> [HOW TO COMPLETE THIS TASK] Look through the entries below and return all lines including the word "format".

[Dataset entries]
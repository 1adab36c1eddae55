//! End-to-end behaviour over real TCP connections: response framing,
//! keep-alive, connection teardown, file streaming and the error bodies.

mod common;

use std::io::Write;

use gantry::{JsonBodyParser, Request, RequestLogger, Response, Server, ServerHandle};

fn demo_server() -> ServerHandle {
    common::init_tracing();
    let mut server = Server::new();
    server.set_workers(2);
    server.use_middleware(RequestLogger);
    server.use_middleware(JsonBodyParser);
    server.get("/", |_req: &mut Request, res: &mut Response| {
        res.send("Hello");
    });
    server.get("/users/:id", |req: &mut Request, res: &mut Response| {
        let id = req.path_param("id").unwrap_or_default().to_string();
        if let Some(lang) = req.query_param("lang") {
            let lang = lang.to_string();
            res.set_header("X-Lang", lang);
        }
        res.send(id);
    });
    server.post("/echo", |req: &mut Request, res: &mut Response| {
        match req.body["n"].as_f64() {
            Ok(n) => {
                res.send(n.to_string());
            }
            Err(err) => {
                res.status(422).send(err.to_string());
            }
        }
    });
    server.get("/panic", |_req: &mut Request, _res: &mut Response| {
        panic!("handler blew up");
    });
    let handle = server.start("127.0.0.1:0").unwrap();
    handle.wait_ready().unwrap();
    handle
}

#[test]
fn plain_text_response_is_framed_and_kept_alive() {
    let handle = demo_server();
    let res = common::roundtrip(handle.addr(), b"GET / HTTP/1.1\r\nHost: x\r\n\r\n");
    assert_eq!(res.status, 200);
    assert_eq!(res.reason, "OK");
    assert_eq!(res.header("Content-Length"), Some("5"));
    assert_eq!(res.header("Content-Type"), Some("text/plain; charset=UTF-8"));
    assert_eq!(res.header("Connection"), Some("keep-alive"));
    assert_eq!(res.body_text(), "Hello");
    handle.stop();
}

#[test]
fn path_and_query_parameters_reach_the_handler() {
    let handle = demo_server();
    let res = common::roundtrip(handle.addr(), b"GET /users/42?lang=en HTTP/1.1\r\nHost: x\r\n\r\n");
    assert_eq!(res.status, 200);
    assert_eq!(res.body_text(), "42");
    assert_eq!(res.header("X-Lang"), Some("en"));
    handle.stop();
}

#[test]
fn unregistered_route_is_404() {
    let handle = demo_server();
    let res = common::roundtrip(handle.addr(), b"DELETE /x HTTP/1.1\r\nHost: x\r\n\r\n");
    assert_eq!(res.status, 404);
    assert_eq!(res.body_text(), "Not found");
    handle.stop();
}

#[test]
fn json_body_round_trips_through_the_middleware() {
    let handle = demo_server();
    let raw = b"POST /echo HTTP/1.1\r\nHost: x\r\nContent-Type: application/json\r\nContent-Length: 7\r\n\r\n{\"n\":7}";
    let res = common::roundtrip(handle.addr(), raw);
    assert_eq!(res.status, 200);
    assert_eq!(res.body_text(), "7");
    handle.stop();
}

#[test]
fn invalid_json_body_is_rejected_by_the_middleware() {
    let handle = demo_server();
    let raw = b"POST /echo HTTP/1.1\r\nHost: x\r\nContent-Type: application/json\r\nContent-Length: 7\r\n\r\n{\"n\":7,";
    let res = common::roundtrip(handle.addr(), raw);
    assert_eq!(res.status, 400);
    assert_eq!(res.body_text(), "Bad Request");
    handle.stop();
}

#[test]
fn keep_alive_serves_sequential_requests_on_one_connection() {
    let handle = demo_server();
    let mut stream = common::connect(handle.addr());

    stream.write_all(b"GET / HTTP/1.1\r\nHost: x\r\n\r\n").unwrap();
    let first = common::read_response(&mut stream);
    assert_eq!(first.body_text(), "Hello");

    stream.write_all(b"GET /users/9 HTTP/1.1\r\nHost: x\r\n\r\n").unwrap();
    let second = common::read_response(&mut stream);
    assert_eq!(second.body_text(), "9");
    handle.stop();
}

#[test]
fn connection_close_tears_the_socket_down_after_the_response() {
    let handle = demo_server();
    let mut stream = common::connect(handle.addr());
    stream
        .write_all(b"GET / HTTP/1.1\r\nHost: x\r\nConnection: close\r\n\r\n")
        .unwrap();
    let res = common::read_response(&mut stream);
    assert_eq!(res.body_text(), "Hello");
    common::assert_closed(&mut stream);
    handle.stop();
}

#[test]
fn request_body_split_across_writes_is_reassembled() {
    let handle = demo_server();
    let mut stream = common::connect(handle.addr());
    stream
        .write_all(b"POST /echo HTTP/1.1\r\nHost: x\r\nContent-Type: application/json\r\nContent-Length: 7\r\n\r\n{\"n\"")
        .unwrap();
    stream.flush().unwrap();
    std::thread::sleep(std::time::Duration::from_millis(50));
    stream.write_all(b":42}").unwrap();
    let res = common::read_response(&mut stream);
    assert_eq!(res.status, 200);
    assert_eq!(res.body_text(), "42");
    handle.stop();
}

#[test]
fn malformed_request_line_gets_the_json_error_body_and_a_close() {
    let handle = demo_server();
    let mut stream = common::connect(handle.addr());
    stream.write_all(b"NONSENSE\r\n\r\n").unwrap();
    let res = common::read_response(&mut stream);
    assert_eq!(res.status, 400);
    assert_eq!(res.body_text(), r#"{"message":"Bad Request"}"#);
    common::assert_closed(&mut stream);
    handle.stop();
}

#[test]
fn chunked_requests_are_answered_with_501_and_closed() {
    let handle = demo_server();
    let mut stream = common::connect(handle.addr());
    stream
        .write_all(b"POST /echo HTTP/1.1\r\nHost: x\r\nTransfer-Encoding: chunked\r\n\r\n")
        .unwrap();
    let res = common::read_response(&mut stream);
    assert_eq!(res.status, 501);
    assert_eq!(res.body_text(), r#"{"message":"Not Implemented"}"#);
    common::assert_closed(&mut stream);
    handle.stop();
}

#[test]
fn oversized_headers_are_rejected_and_closed() {
    common::init_tracing();
    let mut server = Server::new();
    server.set_max_header_size(256);
    server.get("/", |_req: &mut Request, res: &mut Response| {
        res.send("ok");
    });
    let handle = server.start("127.0.0.1:0").unwrap();
    handle.wait_ready().unwrap();

    let mut stream = common::connect(handle.addr());
    let mut raw = b"GET / HTTP/1.1\r\nX-Pad: ".to_vec();
    raw.extend(std::iter::repeat(b'a').take(512));
    stream.write_all(&raw).unwrap();
    let res = common::read_response(&mut stream);
    assert_eq!(res.status, 400);
    assert_eq!(res.body_text(), "Header size exceeded");
    common::assert_closed(&mut stream);
    handle.stop();
}

#[test]
fn handler_panic_is_contained_as_500_and_the_worker_survives() {
    let handle = demo_server();
    let res = common::roundtrip(handle.addr(), b"GET /panic HTTP/1.1\r\nHost: x\r\n\r\n");
    assert_eq!(res.status, 500);
    assert_eq!(res.body_text(), "Internal Server Error");

    // same server keeps answering
    let res = common::roundtrip(handle.addr(), b"GET / HTTP/1.1\r\nHost: x\r\n\r\n");
    assert_eq!(res.status, 200);
    handle.stop();
}

#[test]
fn file_response_streams_the_file_with_its_mime_type() {
    common::init_tracing();
    let dir = std::env::temp_dir().join(format!("gantry-file-test-{}", std::process::id()));
    std::fs::create_dir_all(&dir).unwrap();
    let file_path = dir.join("report.txt");
    let content = "line one\nline two\n".repeat(100);
    std::fs::write(&file_path, &content).unwrap();

    let mut server = Server::new();
    let served = file_path.clone();
    server.get("/report", move |_req: &mut Request, res: &mut Response| {
        res.send_file(served.clone());
    });
    let missing = dir.join("absent.txt");
    server.get("/missing", move |_req: &mut Request, res: &mut Response| {
        res.send_file(missing.clone());
    });
    let download = file_path.clone();
    server.get("/download", move |_req: &mut Request, res: &mut Response| {
        res.download(download.clone());
    });
    let handle = server.start("127.0.0.1:0").unwrap();
    handle.wait_ready().unwrap();

    let res = common::roundtrip(handle.addr(), b"GET /report HTTP/1.1\r\nHost: x\r\n\r\n");
    assert_eq!(res.status, 200);
    assert_eq!(res.header("Content-Type"), Some("text/plain"));
    assert_eq!(
        res.header("Content-Disposition"),
        Some("inline; filename=\"report.txt\"")
    );
    assert_eq!(res.header("Content-Length"), Some(content.len().to_string().as_str()));
    assert_eq!(res.body_text(), content);

    let res = common::roundtrip(handle.addr(), b"GET /download HTTP/1.1\r\nHost: x\r\n\r\n");
    assert_eq!(
        res.header("Content-Disposition"),
        Some("attachment; filename=\"report.txt\"")
    );

    let res = common::roundtrip(handle.addr(), b"GET /missing HTTP/1.1\r\nHost: x\r\n\r\n");
    assert_eq!(res.status, 404);
    assert_eq!(res.body_text(), "File Not Found");

    handle.stop();
    std::fs::remove_dir_all(&dir).ok();
}

#[test]
fn content_length_always_matches_the_body() {
    let handle = demo_server();
    for raw in [
        &b"GET / HTTP/1.1\r\nHost: x\r\n\r\n"[..],
        &b"GET /users/abc HTTP/1.1\r\nHost: x\r\n\r\n"[..],
        &b"DELETE /none HTTP/1.1\r\nHost: x\r\n\r\n"[..],
    ] {
        let res = common::roundtrip(handle.addr(), raw);
        let announced: usize = res.header("Content-Length").unwrap().parse().unwrap();
        assert_eq!(announced, res.body.len());
    }
    handle.stop();
}

#[test]
fn concurrent_connections_do_not_interleave_responses() {
    let handle = demo_server();
    let addr = handle.addr();
    let threads: Vec<_> = (0..8)
        .map(|i| {
            std::thread::spawn(move || {
                let path = format!("GET /users/{i} HTTP/1.1\r\nHost: x\r\n\r\n");
                for _ in 0..20 {
                    let res = common::roundtrip(addr, path.as_bytes());
                    assert_eq!(res.status, 200);
                    assert_eq!(res.body_text(), i.to_string());
                }
            })
        })
        .collect();
    for thread in threads {
        thread.join().unwrap();
    }
    handle.stop();
}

> [EXPECTED ANSWER]
    let dir = std::env::temp_dir().join(format!("gantry-file-test-{}", std::process::id()));
                let path = format!("GET /users/{i} HTTP/1.1\r\nHost: x\r\n\r\n");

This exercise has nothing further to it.